Sunday, 29 August 2010

Giant Salamander

There are three species of Giant Salamander, all very similar to each other. The Hellbender from North America grows to about 75 cms long, the Japanese Giant Salamander, found in Japan of all places, grows to 1.5 metres long, while the Chinese Giant Salamander from Peru (wait... I've just checked my records and am reliably informed that it actually comes from a place known as "China". Let's continue, shall we?) and grows to a length of 1.8 metres. This makes them the biggest, second biggest and third biggest amphibians in the world, everyone's a winner! Yaaaay!

But oh dear are they a sight. Kinda flattened and low to the ground, short stubby legs, huge fat looking tails, small nostrils and even smaller eyes. Oh yeh, and a gigantic mouth that makes them look a tad like something from out of Sesame Street. Slimey, wrinkly skin with bits and bobs all over like something from out of Sesame Street that's been in the bath too long. Clearly the giant salamanders would find it difficult in the cut-throat world of fashion, the catwalk does not beckon and I hope they can eventually grow to accept this. But then no clotheshorse could live the life of any salamander, let alone the extra strain of a really big one. A case of horses for courses then.

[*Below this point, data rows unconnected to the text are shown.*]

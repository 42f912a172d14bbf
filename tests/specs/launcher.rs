//! Process launcher specs
//!
//! Resolution, spawn failures, argument forwarding, output streaming.

use crate::prelude::*;

#[test]
fn unknown_job_fails_without_touching_the_session_machinery() {
    let temp = Project::empty();

    temp.startjob("ghost")
        .fails_with(127)
        .stderr_has("no such job");

    // No coordinator, no build number, no session artifacts.
    assert!(temp.sockets().is_empty());
    assert!(temp.session_files("json").is_empty());
    assert!(temp.ledger("ghost").is_none());
}

#[test]
fn a_job_without_its_script_is_a_resolution_failure() {
    let temp = Project::empty();
    temp.file("jobs/broken/job.toml", "script = \"missing.sh\"\n");

    temp.startjob("broken")
        .fails_with(127)
        .stderr_has("missing.sh");

    assert!(temp.ledger("broken").is_none());
}

#[test]
fn an_invalid_job_spec_is_a_resolution_failure() {
    let temp = Project::empty();
    temp.file("jobs/broken/job.toml", "no_script_field = true\n");

    temp.startjob("broken").fails_with(127);
}

#[test]
fn a_non_executable_script_is_a_spawn_failure() {
    let temp = Project::empty();
    temp.job("root", "true");
    // Strip the execute bit the fixture set.
    let script = temp.base().join("jobs/root/script.sh");
    #[cfg(unix)]
    {
        use std::os::unix::fs::PermissionsExt;
        let mut perms = std::fs::metadata(&script).unwrap().permissions();
        perms.set_mode(0o644);
        std::fs::set_permissions(&script, perms).unwrap();
    }

    temp.startjob("root")
        .fails_with(126)
        .stderr_has("failed to spawn");
}

#[test]
fn caller_arguments_are_forwarded_to_the_script() {
    let temp = Project::empty();
    temp.job("root", r#"echo "got: $1 $2""#);

    temp.startjob("root")
        .args(&["alpha", "beta"])
        .passes()
        .stdout_has("got: alpha beta");
}

#[test]
fn job_stdout_is_streamed_line_by_line() {
    let temp = Project::empty();
    temp.job("root", "echo one\necho two\necho three");

    let out = temp.startjob("root").passes();
    let stdout = out.stdout();
    let lines: Vec<&str> = stdout.lines().collect();
    assert_eq!(lines, vec!["one", "two", "three"]);
}

#[test]
fn nested_job_output_reaches_the_root_invocation() {
    let temp = Project::empty();
    temp.job("root", r#"echo before; "$STINT_STARTJOB" inner; echo after"#);
    temp.job("inner", "echo from the inside");

    let out = temp.startjob("root").passes();
    let stdout = out.stdout();
    let lines: Vec<&str> = stdout.lines().collect();
    assert_eq!(lines, vec!["before", "from the inside", "after"]);
}

#[test]
fn startjob_without_arguments_is_a_usage_error() {
    let temp = Project::empty();

    temp.startjob("").fails_with(127);
    temp.tool("startjob").fails_with(2);
}

#[test]
fn startjob_needs_a_base_dir() {
    let temp = Project::empty();
    temp.job("root", "true");

    temp.startjob("root")
        .env_remove("STINT_BASE_DIR")
        .fails_with(2)
        .stderr_has("STINT_BASE_DIR");
}
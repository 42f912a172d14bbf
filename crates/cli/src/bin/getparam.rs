// SPDX-License-Identifier: BUSL-1.1
// Copyright (c) 2026 Alfred Jean LLC

//! getparam - read a parameter of the current build

use clap::Parser;
use stint_cli::{commands, exit, logging};

/// Read a parameter of the current build and print it.
///
/// The value is whatever the parent staged before launching this job,
/// or the default configured in job.toml. Exits 5 without output when
/// the parameter does not exist.
#[derive(Parser)]
#[command(name = "getparam", version)]
struct Args {
    /// Parameter name
    name: String,
}

#[tokio::main]
async fn main() {
    logging::init_stderr();
    let cli = Args::parse();

    if let Err(e) = commands::getparam(&cli.name).await {
        exit::fail(e);
    }
}
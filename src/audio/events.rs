//! Outward notifications and the observer seam used to deliver them.

use std::cell::RefCell;
use std::collections::VecDeque;
use std::rc::Rc;

use super::error::PlaybackError;
use super::gate::CommandGate;
use super::types::{PlaybackState, PositionSample, Volume};

/// Where a position sample came from.
#[derive(Copy, Clone, Debug, PartialEq, Eq)]
pub enum SampleOrigin {
    /// Read from the backend by a synchronizer tick (or a transport reset).
    Playback,
    /// Produced by a programmatic seek. Observers must not answer it with
    /// another seek.
    Seek,
}

#[derive(Clone, Debug, PartialEq)]
pub enum PlayerEvent {
    StateChanged(PlaybackState),
    Position(PositionSample, SampleOrigin),
    /// Fresh gate after a transition; observers replace whatever they held.
    CommandsChanged(CommandGate),
    VolumeChanged(Volume),
    /// The loaded track played to the end without an explicit stop.
    TrackEnded,
    Error(PlaybackError),
}

pub trait PlayerObserver {
    fn on_event(&mut self, event: &PlayerEvent);
}

/// Observer that buffers events for a consumer on the same thread.
///
/// Clones share one buffer: subscribe one clone to the controller and drain
/// through another.
#[derive(Clone, Default)]
pub struct EventQueue {
    events: Rc<RefCell<VecDeque<PlayerEvent>>>,
}

impl EventQueue {
    pub fn new() -> Self {
        Self::default()
    }

    /// Take every buffered event in arrival order.
    pub fn drain(&self) -> Vec<PlayerEvent> {
        self.events.borrow_mut().drain(..).collect()
    }
}

impl PlayerObserver for EventQueue {
    fn on_event(&mut self, event: &PlayerEvent) {
        self.events.borrow_mut().push_back(event.clone());
    }
}
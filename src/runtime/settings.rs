use crate::config;

/// Load settings, falling back to defaults when the file is unreadable or
/// fails validation. The second value is a warning to log once logging is up.
pub fn load_settings() -> (config::Settings, Option<String>) {
    match config::Settings::load() {
        Ok(s) => match s.validate() {
            Ok(()) => (s, None),
            Err(msg) => (
                config::Settings::default(),
                Some(format!("invalid config, using defaults: {msg}")),
            ),
        },
        // Config is optional; failures should not prevent the app from starting.
        Err(e) => (
            config::Settings::default(),
            Some(format!("failed to load config, using defaults: {e}")),
        ),
    }
}
use super::types::{Command, PlaybackState};

/// Which transport commands are currently legal.
///
/// A pure function of the transport state and whether a track is loaded;
/// recomputed on every transition.
#[derive(Copy, Clone, Debug, PartialEq, Eq)]
pub struct CommandGate {
    pub load: bool,
    pub play: bool,
    pub pause: bool,
    pub stop: bool,
    pub seek: bool,
    pub volume: bool,
}

impl CommandGate {
    pub fn evaluate(state: PlaybackState, track_loaded: bool) -> Self {
        if !track_loaded {
            return Self {
                load: true,
                play: false,
                pause: false,
                stop: false,
                seek: false,
                volume: true,
            };
        }

        let playing = state == PlaybackState::Playing;
        Self {
            load: true,
            play: !playing,
            pause: playing,
            stop: state != PlaybackState::Stopped,
            seek: true,
            volume: true,
        }
    }

    pub fn is_enabled(&self, command: Command) -> bool {
        match command {
            Command::Load => self.load,
            Command::Play => self.play,
            Command::Pause => self.pause,
            Command::Stop => self.stop,
            Command::Seek => self.seek,
            Command::Volume => self.volume,
        }
    }
}

impl Default for CommandGate {
    fn default() -> Self {
        Self::evaluate(PlaybackState::Stopped, false)
    }
}
//! Periodic position sampling.
//!
//! The synchronizer does not own a timer. The runtime's poll loop calls
//! `PlaybackController::tick` every `interval()`, on the same thread that
//! runs transport operations, so ticks and seeks interleave only at tick
//! boundaries.

use std::time::Duration;

use super::backend::AudioSession;
use super::types::PositionSample;

/// What a single tick should do.
#[derive(Copy, Clone, Debug, PartialEq, Eq)]
pub enum TickAction {
    /// Not ticking (paused, stopped or no session).
    Idle,
    /// A seek happened since the last tick; skip this backend read.
    Suppressed,
    /// Read the backend and publish.
    Sample,
}

#[derive(Debug)]
pub struct PositionSynchronizer {
    interval: Duration,
    active: bool,
    /// One-shot guard set by a programmatic seek, consumed by the next tick.
    programmatic: bool,
}

impl PositionSynchronizer {
    pub fn new(interval: Duration) -> Self {
        Self {
            interval,
            active: false,
            programmatic: false,
        }
    }

    pub fn interval(&self) -> Duration {
        self.interval
    }

    #[cfg(test)]
    pub fn is_active(&self) -> bool {
        self.active
    }

    pub fn start(&mut self) {
        self.active = true;
    }

    pub fn stop(&mut self) {
        self.active = false;
        self.programmatic = false;
    }

    pub fn mark_programmatic(&mut self) {
        self.programmatic = true;
    }

    #[cfg(test)]
    pub fn is_programmatic(&self) -> bool {
        self.programmatic
    }

    /// Decide what this tick does. Always clears the seek guard, so it never
    /// outlives one update cycle.
    pub fn begin_tick(&mut self) -> TickAction {
        let suppressed = std::mem::take(&mut self.programmatic);
        if !self.active {
            TickAction::Idle
        } else if suppressed {
            TickAction::Suppressed
        } else {
            TickAction::Sample
        }
    }

    pub fn sample(session: &dyn AudioSession) -> PositionSample {
        PositionSample::new(session.position(), session.duration())
    }
}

The immediate problem for an amphibian of this size is simply getting enough oxygen to live on. Some salamanders have simple lungs, some have gills and others can breathe through their skin, so there are a few options here. The giants take a 'bit of this, bit of that' approach, but none of the other. They breathe through their dinky little nostrils and can sometimes be seen rearing up to get a lungful of air. Along their flanks is a kind of frill that is full of blood vessels, through which they can absorb oxygen from the water. But they don't have gills, despite being entirely aquatic.

A great help is that they are also very choosy about where they spend their time, only clean, shallow, fast flowing waters will do, for this is where oxygen is most abundant. Their more specific home is under huge rocks or fallen trees where they spend their days in dignified lassitude. Come the night however, these nocturnal creatures will arise, grappling through the watery undergrowth, propelled by a chunky, compressed tail and dorsal fin, probably not brewing a coffee (but I'm sure they would if they could), all for one purpose: to break their sunlit fast.


Giant salamanders have small eyes and, as you might expect, poor eyesight. It might be thought that hunting in the dark isn't therefore a great idea, but were you to say this to one of these Goliaths it might just laugh in your face. I'm not sure you'd want a gigantic mouth like that gaping wildly in whole hearted mirth. Maybe you would, maybe you'd put it on youtube. On second thought, HANDS OFF MY IDEA!

Anyway, giant salamanders have a lateral line, much like fish. This means that they are sensitive to movement and can 'feel' or rather hear potential prey around them. Insects, fish, other amphibians, nothing is safe. With a flick of the tail, this picture of graceful idleness can quickly gobble down anything in its path with remarkable speed. That's something to keep note of when the breeding season comes around. A cavity is dug and the female lays some 500 eggs inside. Once they're fertilised, the male guards them for some 2 months before they hatch and the larvae go it alone. Not exactly a stay-at-home dad, but getting there!

When you consider that some giant salamanders can live for as long as 80 years and have no direct competitors, it's pretty clear that these beasts are master of their watery domain.

2 comments:

Jared Bynum said...

Except for, y'know, all of the toxic pollution in the water thanks to humans

Joseph Jameson-Gould said...

Well, indeed. Unfortunately that kind of stuff is pretty much always lurking somewhere.